▶ _DIRECTIONS FOR THIS TASK_: As soon as the line containing "pub classify_rules: &'static" appears in the material below, start returning lines exactly, and end with the line containing "- Give one 3-5".
TASK DATA: Begin
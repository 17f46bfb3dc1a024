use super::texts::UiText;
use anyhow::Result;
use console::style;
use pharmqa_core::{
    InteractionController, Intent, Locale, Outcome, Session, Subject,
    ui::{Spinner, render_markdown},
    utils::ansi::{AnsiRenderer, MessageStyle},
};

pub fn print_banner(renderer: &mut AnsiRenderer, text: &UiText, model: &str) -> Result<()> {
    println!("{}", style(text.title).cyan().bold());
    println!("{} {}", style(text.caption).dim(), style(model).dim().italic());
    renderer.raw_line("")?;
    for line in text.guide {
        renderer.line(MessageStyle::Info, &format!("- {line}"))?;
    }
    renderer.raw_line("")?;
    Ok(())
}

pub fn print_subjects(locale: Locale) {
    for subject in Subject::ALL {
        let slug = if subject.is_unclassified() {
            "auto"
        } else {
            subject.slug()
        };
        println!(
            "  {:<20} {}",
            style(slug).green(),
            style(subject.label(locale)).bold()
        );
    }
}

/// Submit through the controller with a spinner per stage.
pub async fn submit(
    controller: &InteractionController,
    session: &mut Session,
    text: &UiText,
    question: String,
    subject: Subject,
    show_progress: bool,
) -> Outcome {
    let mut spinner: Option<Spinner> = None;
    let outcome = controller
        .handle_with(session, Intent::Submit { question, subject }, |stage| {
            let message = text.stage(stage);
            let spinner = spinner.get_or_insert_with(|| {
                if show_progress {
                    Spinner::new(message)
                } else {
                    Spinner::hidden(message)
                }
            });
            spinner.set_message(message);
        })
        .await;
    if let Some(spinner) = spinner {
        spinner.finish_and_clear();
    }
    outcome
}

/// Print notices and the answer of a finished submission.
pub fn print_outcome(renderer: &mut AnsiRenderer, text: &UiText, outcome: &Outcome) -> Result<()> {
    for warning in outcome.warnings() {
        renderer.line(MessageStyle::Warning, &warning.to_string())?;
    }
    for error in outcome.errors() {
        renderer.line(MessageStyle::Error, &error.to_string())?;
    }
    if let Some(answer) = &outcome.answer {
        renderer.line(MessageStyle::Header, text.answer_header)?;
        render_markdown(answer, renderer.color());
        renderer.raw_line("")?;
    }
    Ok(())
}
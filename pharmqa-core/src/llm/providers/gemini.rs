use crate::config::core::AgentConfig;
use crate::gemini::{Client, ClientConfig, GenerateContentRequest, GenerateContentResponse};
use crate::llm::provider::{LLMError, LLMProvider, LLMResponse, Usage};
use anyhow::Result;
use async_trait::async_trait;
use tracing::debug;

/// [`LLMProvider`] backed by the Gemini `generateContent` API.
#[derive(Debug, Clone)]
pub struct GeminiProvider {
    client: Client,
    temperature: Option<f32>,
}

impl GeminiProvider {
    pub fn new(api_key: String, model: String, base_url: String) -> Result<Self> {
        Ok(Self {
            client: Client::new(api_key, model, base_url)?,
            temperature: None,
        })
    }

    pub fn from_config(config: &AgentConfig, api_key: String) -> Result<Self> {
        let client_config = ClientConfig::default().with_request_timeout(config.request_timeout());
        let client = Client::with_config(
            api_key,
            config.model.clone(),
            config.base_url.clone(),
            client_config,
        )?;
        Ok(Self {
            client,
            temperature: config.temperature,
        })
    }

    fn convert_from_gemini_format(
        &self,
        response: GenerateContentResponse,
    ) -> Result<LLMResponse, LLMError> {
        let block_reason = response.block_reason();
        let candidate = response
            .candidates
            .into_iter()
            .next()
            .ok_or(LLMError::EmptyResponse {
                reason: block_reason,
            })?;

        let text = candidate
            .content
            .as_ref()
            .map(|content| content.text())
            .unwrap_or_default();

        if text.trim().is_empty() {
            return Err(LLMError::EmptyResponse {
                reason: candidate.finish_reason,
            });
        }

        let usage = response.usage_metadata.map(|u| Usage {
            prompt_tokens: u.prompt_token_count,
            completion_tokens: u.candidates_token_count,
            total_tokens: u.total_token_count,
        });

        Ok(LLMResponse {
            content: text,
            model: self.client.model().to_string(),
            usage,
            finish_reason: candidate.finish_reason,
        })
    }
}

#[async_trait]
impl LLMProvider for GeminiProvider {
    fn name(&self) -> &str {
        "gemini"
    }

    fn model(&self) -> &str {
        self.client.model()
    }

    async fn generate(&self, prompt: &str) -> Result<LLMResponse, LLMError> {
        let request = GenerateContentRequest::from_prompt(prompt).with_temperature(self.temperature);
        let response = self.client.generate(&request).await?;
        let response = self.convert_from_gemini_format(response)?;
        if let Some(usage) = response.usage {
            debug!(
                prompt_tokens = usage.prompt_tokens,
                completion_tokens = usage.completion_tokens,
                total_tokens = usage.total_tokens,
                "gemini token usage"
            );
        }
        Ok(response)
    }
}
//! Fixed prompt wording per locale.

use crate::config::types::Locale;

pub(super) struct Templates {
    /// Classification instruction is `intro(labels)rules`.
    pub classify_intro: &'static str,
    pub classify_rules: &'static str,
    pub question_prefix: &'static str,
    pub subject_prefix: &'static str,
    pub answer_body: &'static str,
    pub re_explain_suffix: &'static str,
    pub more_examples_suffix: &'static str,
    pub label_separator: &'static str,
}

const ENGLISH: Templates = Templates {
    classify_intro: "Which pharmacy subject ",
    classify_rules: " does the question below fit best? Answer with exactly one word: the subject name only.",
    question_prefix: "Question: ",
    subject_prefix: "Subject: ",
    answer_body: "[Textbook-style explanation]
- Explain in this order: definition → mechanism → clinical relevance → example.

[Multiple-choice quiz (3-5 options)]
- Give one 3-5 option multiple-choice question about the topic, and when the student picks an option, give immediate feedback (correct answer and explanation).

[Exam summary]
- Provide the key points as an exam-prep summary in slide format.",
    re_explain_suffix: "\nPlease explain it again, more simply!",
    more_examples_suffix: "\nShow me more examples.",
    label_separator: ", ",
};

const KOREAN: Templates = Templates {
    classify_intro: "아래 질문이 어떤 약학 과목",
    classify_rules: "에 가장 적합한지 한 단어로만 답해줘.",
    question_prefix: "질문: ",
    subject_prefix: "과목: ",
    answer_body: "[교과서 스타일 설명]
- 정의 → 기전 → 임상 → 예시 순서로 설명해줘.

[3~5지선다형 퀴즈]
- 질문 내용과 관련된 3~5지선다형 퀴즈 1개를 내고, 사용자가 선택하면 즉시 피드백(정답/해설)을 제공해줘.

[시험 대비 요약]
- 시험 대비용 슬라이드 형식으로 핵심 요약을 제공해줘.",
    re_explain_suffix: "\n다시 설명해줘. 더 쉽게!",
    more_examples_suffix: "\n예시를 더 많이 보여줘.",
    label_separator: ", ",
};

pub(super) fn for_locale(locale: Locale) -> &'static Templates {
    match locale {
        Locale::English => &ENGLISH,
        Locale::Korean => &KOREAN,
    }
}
TASK DATA: End
TASK DATA: Begin
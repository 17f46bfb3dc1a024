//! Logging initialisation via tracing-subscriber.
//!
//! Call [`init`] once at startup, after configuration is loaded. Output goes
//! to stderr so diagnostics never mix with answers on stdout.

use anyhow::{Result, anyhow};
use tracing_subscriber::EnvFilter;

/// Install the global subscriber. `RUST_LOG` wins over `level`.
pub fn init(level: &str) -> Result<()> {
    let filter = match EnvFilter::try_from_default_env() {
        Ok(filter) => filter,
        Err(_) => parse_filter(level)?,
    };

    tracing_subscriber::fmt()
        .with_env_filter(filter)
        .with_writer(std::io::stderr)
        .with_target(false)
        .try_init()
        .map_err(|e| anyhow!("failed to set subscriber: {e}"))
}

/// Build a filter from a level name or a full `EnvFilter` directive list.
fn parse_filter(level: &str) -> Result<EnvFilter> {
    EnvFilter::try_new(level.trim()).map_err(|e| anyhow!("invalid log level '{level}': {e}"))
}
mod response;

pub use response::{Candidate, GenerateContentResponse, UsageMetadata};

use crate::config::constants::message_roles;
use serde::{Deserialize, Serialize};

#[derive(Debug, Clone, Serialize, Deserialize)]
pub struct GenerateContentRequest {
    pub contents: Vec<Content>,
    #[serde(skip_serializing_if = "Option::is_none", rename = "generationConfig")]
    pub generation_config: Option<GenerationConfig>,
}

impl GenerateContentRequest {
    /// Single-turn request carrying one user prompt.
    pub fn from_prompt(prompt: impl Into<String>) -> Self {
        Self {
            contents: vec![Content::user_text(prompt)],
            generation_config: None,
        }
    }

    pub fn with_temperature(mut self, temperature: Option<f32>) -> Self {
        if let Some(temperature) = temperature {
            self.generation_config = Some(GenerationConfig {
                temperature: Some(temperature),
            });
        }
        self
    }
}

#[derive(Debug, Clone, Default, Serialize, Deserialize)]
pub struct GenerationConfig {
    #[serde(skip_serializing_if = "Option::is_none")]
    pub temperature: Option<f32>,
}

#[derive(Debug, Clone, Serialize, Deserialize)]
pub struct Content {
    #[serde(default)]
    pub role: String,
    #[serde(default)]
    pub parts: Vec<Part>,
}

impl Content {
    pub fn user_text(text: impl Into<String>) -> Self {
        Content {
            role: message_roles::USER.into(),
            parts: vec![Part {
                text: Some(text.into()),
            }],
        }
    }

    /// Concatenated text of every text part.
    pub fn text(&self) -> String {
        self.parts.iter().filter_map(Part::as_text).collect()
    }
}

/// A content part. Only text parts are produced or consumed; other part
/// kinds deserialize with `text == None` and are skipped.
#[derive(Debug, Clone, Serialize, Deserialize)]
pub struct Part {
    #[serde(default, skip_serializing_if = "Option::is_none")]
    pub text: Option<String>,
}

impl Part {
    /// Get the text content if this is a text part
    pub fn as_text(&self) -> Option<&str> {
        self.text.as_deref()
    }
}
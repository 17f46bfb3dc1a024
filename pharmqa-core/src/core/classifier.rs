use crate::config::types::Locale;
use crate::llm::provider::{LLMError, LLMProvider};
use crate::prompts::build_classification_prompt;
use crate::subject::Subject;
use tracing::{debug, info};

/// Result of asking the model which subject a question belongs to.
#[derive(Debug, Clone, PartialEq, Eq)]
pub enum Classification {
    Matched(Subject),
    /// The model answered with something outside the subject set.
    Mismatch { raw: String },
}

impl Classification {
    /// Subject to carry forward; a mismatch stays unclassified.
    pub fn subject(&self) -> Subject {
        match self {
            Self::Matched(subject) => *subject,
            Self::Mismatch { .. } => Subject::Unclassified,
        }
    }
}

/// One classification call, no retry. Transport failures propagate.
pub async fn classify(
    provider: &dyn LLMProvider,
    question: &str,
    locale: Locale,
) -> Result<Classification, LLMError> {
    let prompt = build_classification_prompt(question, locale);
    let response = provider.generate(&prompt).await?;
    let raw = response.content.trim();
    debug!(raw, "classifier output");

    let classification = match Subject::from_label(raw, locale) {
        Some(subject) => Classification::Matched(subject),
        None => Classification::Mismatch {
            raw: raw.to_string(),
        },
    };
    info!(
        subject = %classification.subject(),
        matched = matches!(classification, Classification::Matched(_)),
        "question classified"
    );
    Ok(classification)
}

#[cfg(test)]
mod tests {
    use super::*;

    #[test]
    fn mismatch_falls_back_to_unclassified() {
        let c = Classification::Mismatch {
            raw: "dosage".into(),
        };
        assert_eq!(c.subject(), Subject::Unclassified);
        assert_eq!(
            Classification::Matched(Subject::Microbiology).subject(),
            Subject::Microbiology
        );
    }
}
TASK DATA: End
TASK DATA: Begin
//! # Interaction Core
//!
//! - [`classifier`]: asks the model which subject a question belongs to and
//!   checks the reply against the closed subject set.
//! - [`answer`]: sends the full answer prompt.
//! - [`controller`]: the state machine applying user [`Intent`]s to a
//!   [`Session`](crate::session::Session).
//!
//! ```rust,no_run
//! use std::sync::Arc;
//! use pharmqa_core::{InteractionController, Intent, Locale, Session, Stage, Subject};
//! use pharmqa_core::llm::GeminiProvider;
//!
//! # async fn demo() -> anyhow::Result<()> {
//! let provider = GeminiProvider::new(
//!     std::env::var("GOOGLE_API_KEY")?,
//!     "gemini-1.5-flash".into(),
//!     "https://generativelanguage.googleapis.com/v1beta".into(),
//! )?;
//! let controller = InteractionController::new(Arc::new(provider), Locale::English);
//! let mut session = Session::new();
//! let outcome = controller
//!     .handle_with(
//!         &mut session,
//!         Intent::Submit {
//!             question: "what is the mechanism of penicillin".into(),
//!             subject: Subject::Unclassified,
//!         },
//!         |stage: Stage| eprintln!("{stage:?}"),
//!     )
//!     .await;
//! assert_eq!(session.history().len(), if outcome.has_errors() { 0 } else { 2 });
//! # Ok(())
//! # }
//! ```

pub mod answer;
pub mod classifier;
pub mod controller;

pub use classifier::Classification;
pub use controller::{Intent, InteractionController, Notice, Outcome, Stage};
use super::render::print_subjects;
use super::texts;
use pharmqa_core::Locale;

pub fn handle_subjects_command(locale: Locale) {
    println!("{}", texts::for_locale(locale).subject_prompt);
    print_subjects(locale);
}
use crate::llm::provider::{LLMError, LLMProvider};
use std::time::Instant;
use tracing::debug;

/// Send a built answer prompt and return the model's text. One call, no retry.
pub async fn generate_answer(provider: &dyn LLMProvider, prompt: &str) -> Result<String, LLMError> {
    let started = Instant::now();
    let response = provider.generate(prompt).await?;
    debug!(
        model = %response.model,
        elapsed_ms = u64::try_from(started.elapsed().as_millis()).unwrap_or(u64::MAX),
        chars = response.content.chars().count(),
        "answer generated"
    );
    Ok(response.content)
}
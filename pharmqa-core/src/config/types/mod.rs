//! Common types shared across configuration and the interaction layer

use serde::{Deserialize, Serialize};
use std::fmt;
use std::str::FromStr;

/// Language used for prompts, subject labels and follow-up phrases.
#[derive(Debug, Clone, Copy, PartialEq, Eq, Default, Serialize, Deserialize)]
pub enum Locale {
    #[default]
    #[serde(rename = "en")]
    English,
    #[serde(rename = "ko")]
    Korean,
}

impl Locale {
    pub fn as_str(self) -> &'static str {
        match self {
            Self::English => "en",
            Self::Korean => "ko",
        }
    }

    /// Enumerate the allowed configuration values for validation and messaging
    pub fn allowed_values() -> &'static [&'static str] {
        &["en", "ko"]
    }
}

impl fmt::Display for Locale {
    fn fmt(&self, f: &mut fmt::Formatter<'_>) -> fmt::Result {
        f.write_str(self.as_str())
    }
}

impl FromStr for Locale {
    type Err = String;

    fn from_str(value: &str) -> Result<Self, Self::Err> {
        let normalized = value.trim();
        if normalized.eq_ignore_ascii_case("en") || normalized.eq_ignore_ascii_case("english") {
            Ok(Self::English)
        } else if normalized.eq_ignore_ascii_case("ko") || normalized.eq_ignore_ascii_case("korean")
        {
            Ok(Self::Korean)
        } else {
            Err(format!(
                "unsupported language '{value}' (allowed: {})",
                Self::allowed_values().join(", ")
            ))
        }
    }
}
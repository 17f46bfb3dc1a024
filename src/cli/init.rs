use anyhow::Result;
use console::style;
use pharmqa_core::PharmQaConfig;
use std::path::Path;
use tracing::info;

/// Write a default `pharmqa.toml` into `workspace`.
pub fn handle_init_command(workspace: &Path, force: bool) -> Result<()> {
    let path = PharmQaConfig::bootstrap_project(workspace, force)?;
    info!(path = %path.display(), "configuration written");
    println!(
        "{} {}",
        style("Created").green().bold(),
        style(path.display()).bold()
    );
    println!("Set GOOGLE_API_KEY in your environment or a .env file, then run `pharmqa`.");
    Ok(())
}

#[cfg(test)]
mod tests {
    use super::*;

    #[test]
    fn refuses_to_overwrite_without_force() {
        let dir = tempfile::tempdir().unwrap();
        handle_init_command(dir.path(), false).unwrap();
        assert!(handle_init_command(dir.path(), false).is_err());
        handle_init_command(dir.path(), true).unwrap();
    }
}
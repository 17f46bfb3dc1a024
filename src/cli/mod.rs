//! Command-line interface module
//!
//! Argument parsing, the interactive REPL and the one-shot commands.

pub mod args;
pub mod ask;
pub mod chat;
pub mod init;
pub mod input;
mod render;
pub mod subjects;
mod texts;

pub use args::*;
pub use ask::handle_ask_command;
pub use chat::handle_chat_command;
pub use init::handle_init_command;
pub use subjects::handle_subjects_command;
TASK DATA: End
▶ _EXERCISE OUTPUT_:
    pub classify_rules: &'static str,
    pub question_prefix: &'static str,
    pub subject_prefix: &'static str,
    pub answer_body: &'static str,
    pub re_explain_suffix: &'static str,
    pub more_examples_suffix: &'static str,
    pub label_separator: &'static str,
}

const ENGLISH: Templates = Templates {
    classify_intro: "Which pharmacy subject ",
    classify_rules: " does the question below fit best? Answer with exactly one word: the subject name only.",
    question_prefix: "Question: ",
    subject_prefix: "Subject: ",
    answer_body: "[Textbook-style explanation]
- Explain in this order: definition → mechanism → clinical relevance → example.

[Multiple-choice quiz (3-5 options)]
- Give one 3-5 option multiple-choice question about the topic, and when the student picks an option, give immediate feedback (correct answer and explanation).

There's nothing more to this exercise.